Na sua reflexão João Manuel Duque começou por abordar a legitimidade da existência do ensino religioso na escola dentro do quadro da “concordata” e pelo “peso que a sociedade ainda dá a este modo de apresentar o religioso”. Para o docente o “fenómeno religioso” é constituinte do ser humano e, partindo deste presuposto, apoia a ideia de que “deveriam existir um minimo de competências de cariz religioso” que todo o cidadão deveria adquirir até ao final da sua formação inicial.

Numa escola cada vez mais plural e exigente o docente alertou para a necessidade de uma “formação e preparação” ddos docentes de EMRC num quadro de constantes 2desafios com que se deparam:

“O professor de Educação Moral e Religiosa tem que ter bastantes conhecimentos e ser bastante culto do ponto de vista de áreas afins e que se cruzam com a sua disciplina, nomeadamente História, Filosofia e às vezes Ciências, tem que saber o suficiente para conversar, debater e até contestar se for o caso com os seus colegas dessas áreas. Invocar que é só convicção religiosa não é suficiente, há questões que são científicas e podem ser debatidas cientificamente e isso implica preparação e leitura, que é um trabalho intelectual exigente”, afirmou.
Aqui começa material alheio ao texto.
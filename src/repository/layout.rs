// src/repository/layout.rs

use std::path::PathBuf;

use crate::types::ArtifactCoordinate;

/// Suffix of the sidecar file listing an artifact's dependencies.
pub const MANIFEST_SUFFIX: &str = ".deps.toml";

/// File extension used for a packaging type.
pub fn extension_for(kind: &str) -> &str {
    match kind {
        "jar" | "maven-plugin" | "test-jar" | "bundle" | "ejb" => "jar",
        other => other,
    }
}

/// Directory of an artifact relative to a repository root:
/// `org/scala-sbt/launcher/1.10.0`.
pub fn artifact_dir(coordinate: &ArtifactCoordinate) -> PathBuf {
    let mut dir = PathBuf::new();
    for segment in coordinate.group.split('.').filter(|s| !s.is_empty()) {
        dir.push(segment);
    }
    dir.push(&coordinate.name);
    dir.push(&coordinate.version);
    dir
}

/// `org/scala-sbt/launcher/1.10.0/launcher-1.10.0.jar`
pub fn artifact_path(coordinate: &ArtifactCoordinate) -> PathBuf {
    artifact_dir(coordinate).join(format!(
        "{}-{}.{}",
        coordinate.name,
        coordinate.version,
        extension_for(&coordinate.kind)
    ))
}

/// `org/scala-sbt/launcher/1.10.0/launcher-1.10.0.deps.toml`
pub fn manifest_path(coordinate: &ArtifactCoordinate) -> PathBuf {
    artifact_dir(coordinate).join(manifest_file_name(coordinate))
}

pub fn manifest_file_name(coordinate: &ArtifactCoordinate) -> String {
    format!("{}-{}{}", coordinate.name, coordinate.version, MANIFEST_SUFFIX)
}

#[cfg(test)]
mod tests {
    use super::*;

    #[test]
    fn group_dots_become_directories() {
        let coord = ArtifactCoordinate::new("org.scala-sbt", "launcher", "1.10.0");
        assert_eq!(
            artifact_path(&coord),
            PathBuf::from("org/scala-sbt/launcher/1.10.0/launcher-1.10.0.jar")
        );
        assert_eq!(
            manifest_path(&coord),
            PathBuf::from("org/scala-sbt/launcher/1.10.0/launcher-1.10.0.deps.toml")
        );
    }

    #[test]
    fn plugin_packaging_is_stored_as_jar() {
        let coord = ArtifactCoordinate::new("com.example", "plugin", "2.0").with_kind("maven-plugin");
        assert_eq!(
            artifact_path(&coord),
            PathBuf::from("com/example/plugin/2.0/plugin-2.0.jar")
        );

        let pom = ArtifactCoordinate::new("com.example", "parent", "2.0").with_kind("pom");
        assert_eq!(
            artifact_path(&pom),
            PathBuf::from("com/example/parent/2.0/parent-2.0.pom")
        );
    }
}
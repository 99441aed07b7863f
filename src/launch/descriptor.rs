// src/launch/descriptor.rs

use std::collections::BTreeMap;
use std::ffi::OsString;
use std::fmt;
use std::path::PathBuf;

use crate::errors::Result;
use crate::resolve::join_classpath;

/// Answer sent to sbt on stdin. If sbt stops at its interactive error
/// prompt ("(r)etry, (q)uit, (l)ast, or (i)gnore?") it quits instead of
/// waiting forever.
pub const CANNED_INPUT: &str = "q";

/// Value of a `-Dkey=value` system property.
#[derive(Debug, Clone, PartialEq, Eq)]
pub enum SystemPropertyValue {
    Text(String),
    /// An absolute file location.
    File(PathBuf),
}

impl fmt::Display for SystemPropertyValue {
    fn fmt(&self, f: &mut fmt::Formatter<'_>) -> fmt::Result {
        match self {
            SystemPropertyValue::Text(s) => f.write_str(s),
            SystemPropertyValue::File(p) => write!(f, "{}", p.display()),
        }
    }
}

/// Everything needed to start the external tool.
#[derive(Debug, Clone, PartialEq, Eq)]
pub struct LaunchDescriptor {
    pub working_dir: PathBuf,
    /// Java executable used to start the JVM.
    pub java: PathBuf,
    pub main_class: String,
    pub classpath: Vec<PathBuf>,
    /// Arguments passed to the main class.
    pub args: Vec<String>,
    /// Arguments passed to the JVM, before the classpath.
    pub jvm_args: Vec<String>,
    pub system_properties: BTreeMap<String, SystemPropertyValue>,
    /// Written to the child's stdin (followed by a newline), then stdin is
    /// closed.
    pub input: String,
    pub fork: bool,
    /// Non-zero exit is reported as a failure rather than a completed run.
    pub fail_on_error: bool,
}

impl LaunchDescriptor {
    /// Full argument vector for `java`:
    /// `<jvm args> <-Dprops> -classpath <cp> <main class> <args>`.
    pub fn command_args(&self) -> Result<Vec<OsString>> {
        let mut out: Vec<OsString> = Vec::new();
        out.extend(self.jvm_args.iter().map(OsString::from));

        for (key, value) in &self.system_properties {
            let mut prop = OsString::from(format!("-D{key}="));
            match value {
                SystemPropertyValue::Text(s) => prop.push(s),
                SystemPropertyValue::File(p) => prop.push(p.as_os_str()),
            }
            out.push(prop);
        }

        if !self.classpath.is_empty() {
            out.push(OsString::from("-classpath"));
            out.push(join_classpath(&self.classpath)?);
        }

        out.push(OsString::from(&self.main_class));
        out.extend(self.args.iter().map(OsString::from));
        Ok(out)
    }

    /// Human-readable command line, for logs and dry runs.
    pub fn display_command(&self) -> String {
        let args = match self.command_args() {
            Ok(args) => args,
            Err(_) => return format!("{} <invalid classpath>", self.java.display()),
        };
        let mut line = self.java.display().to_string();
        for arg in args {
            line.push(' ');
            line.push_str(&arg.to_string_lossy());
        }
        line
    }
}

/// Split an argument line on runs of whitespace.
///
/// No quoting or escaping is interpreted; a blank line yields no arguments.
pub fn split_arguments(line: &str) -> Vec<String> {
    line.split_whitespace().map(str::to_string).collect()
}

#[cfg(test)]
mod tests {
    use super::*;

    fn descriptor() -> LaunchDescriptor {
        LaunchDescriptor {
            working_dir: PathBuf::from("."),
            java: PathBuf::from("java"),
            main_class: "xsbt.boot.Boot".to_string(),
            classpath: vec![PathBuf::from("/repo/launcher.jar"), PathBuf::from("/repo/boot.jar")],
            args: vec!["compile".to_string()],
            jvm_args: vec!["-Xmx1g".to_string()],
            system_properties: BTreeMap::from([
                ("b.file".to_string(), SystemPropertyValue::File(PathBuf::from("/tmp/b"))),
                ("a.text".to_string(), SystemPropertyValue::Text("x y".to_string())),
            ]),
            input: CANNED_INPUT.to_string(),
            fork: true,
            fail_on_error: true,
        }
    }

    #[test]
    fn split_drops_empty_tokens() {
        assert!(split_arguments("").is_empty());
        assert!(split_arguments("   \t\n ").is_empty());
        assert_eq!(
            split_arguments("  clean   compile\ttest "),
            vec!["clean", "compile", "test"]
        );
    }

    #[test]
    fn split_ignores_quotes() {
        assert_eq!(
            split_arguments(r#""set name := x""#),
            vec![r#""set"#, "name", ":=", r#"x""#]
        );
    }

    #[cfg(unix)]
    #[test]
    fn command_args_order() {
        let args: Vec<String> = descriptor()
            .command_args()
            .unwrap()
            .into_iter()
            .map(|a| a.to_string_lossy().into_owned())
            .collect();

        assert_eq!(
            args,
            vec![
                "-Xmx1g",
                "-Da.text=x y",
                "-Db.file=/tmp/b",
                "-classpath",
                "/repo/launcher.jar:/repo/boot.jar",
                "xsbt.boot.Boot",
                "compile",
            ]
        );
    }
}
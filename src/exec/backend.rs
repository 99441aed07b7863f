// src/exec/backend.rs

//! Pluggable launch backend.
//!
//! The top-level run logic hands a finished [`LaunchDescriptor`] to a
//! `LaunchBackend` instead of spawning processes itself, so tests can swap
//! in a fake that records descriptors and returns canned outcomes.

use std::future::Future;
use std::pin::Pin;

use crate::launch::LaunchDescriptor;

use super::executor::{execute, ExecutionOutcome};

/// Trait abstracting how a launch descriptor is executed.
pub trait LaunchBackend: Send {
    /// Run `descriptor`, waiting at most `timeout_millis` (`<= 0`: no
    /// limit), and report the outcome.
    fn launch(
        &mut self,
        descriptor: LaunchDescriptor,
        timeout_millis: i64,
    ) -> Pin<Box<dyn Future<Output = ExecutionOutcome> + Send + '_>>;
}

/// Backend that starts a real child process via [`execute`].
#[derive(Debug, Clone, Copy, Default)]
pub struct ProcessBackend;

impl LaunchBackend for ProcessBackend {
    fn launch(
        &mut self,
        descriptor: LaunchDescriptor,
        timeout_millis: i64,
    ) -> Pin<Box<dyn Future<Output = ExecutionOutcome> + Send + '_>> {
        Box::pin(async move { execute(&descriptor, timeout_millis).await })
    }
}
O presidente da UCP-Braga, alertou para a existência do que chamou serem “ideologias infiltradas na escola” e para a possibilidade destas ideologias “estarem em alguns dos programas”. Para o investigador esta situação pode constituir-se como grave proque se pode constituir como “uma espécie de imposição às escolas de certas leituras e certas orientações que hoje são contestadas mesmo cientificamente”.

Na segunda parte da sua reflexão João Manuel Duque abordou os desafios da cibercultura:

“As crianças e jovens têm hoje na Internet um panorama diverso de oferta religiosa ou não religiosa, e esse contacto, em certo sentido é benéfico, porque tomam conhecimento logo de um conjunto de coisas a partir das quais o professor de EMRC pode trabalhar tendo noção dessa influência. O problema da rede é ser exageradamente confusa no sentido de não ter critérios de comparação e análise e nesse sentido pode ser perigosa e criar imensas confusões e até a própria confusão da não opção e não saber optar da parte dos alunos”, sintetizou.

Para o docente o papel do professor de EMRC deve ser o de ajudar o aluno na sua opção que não tem que ser uma posição idêntica à do professor. 

 

Publicado originariamente em 27 de fevereiro de 2017.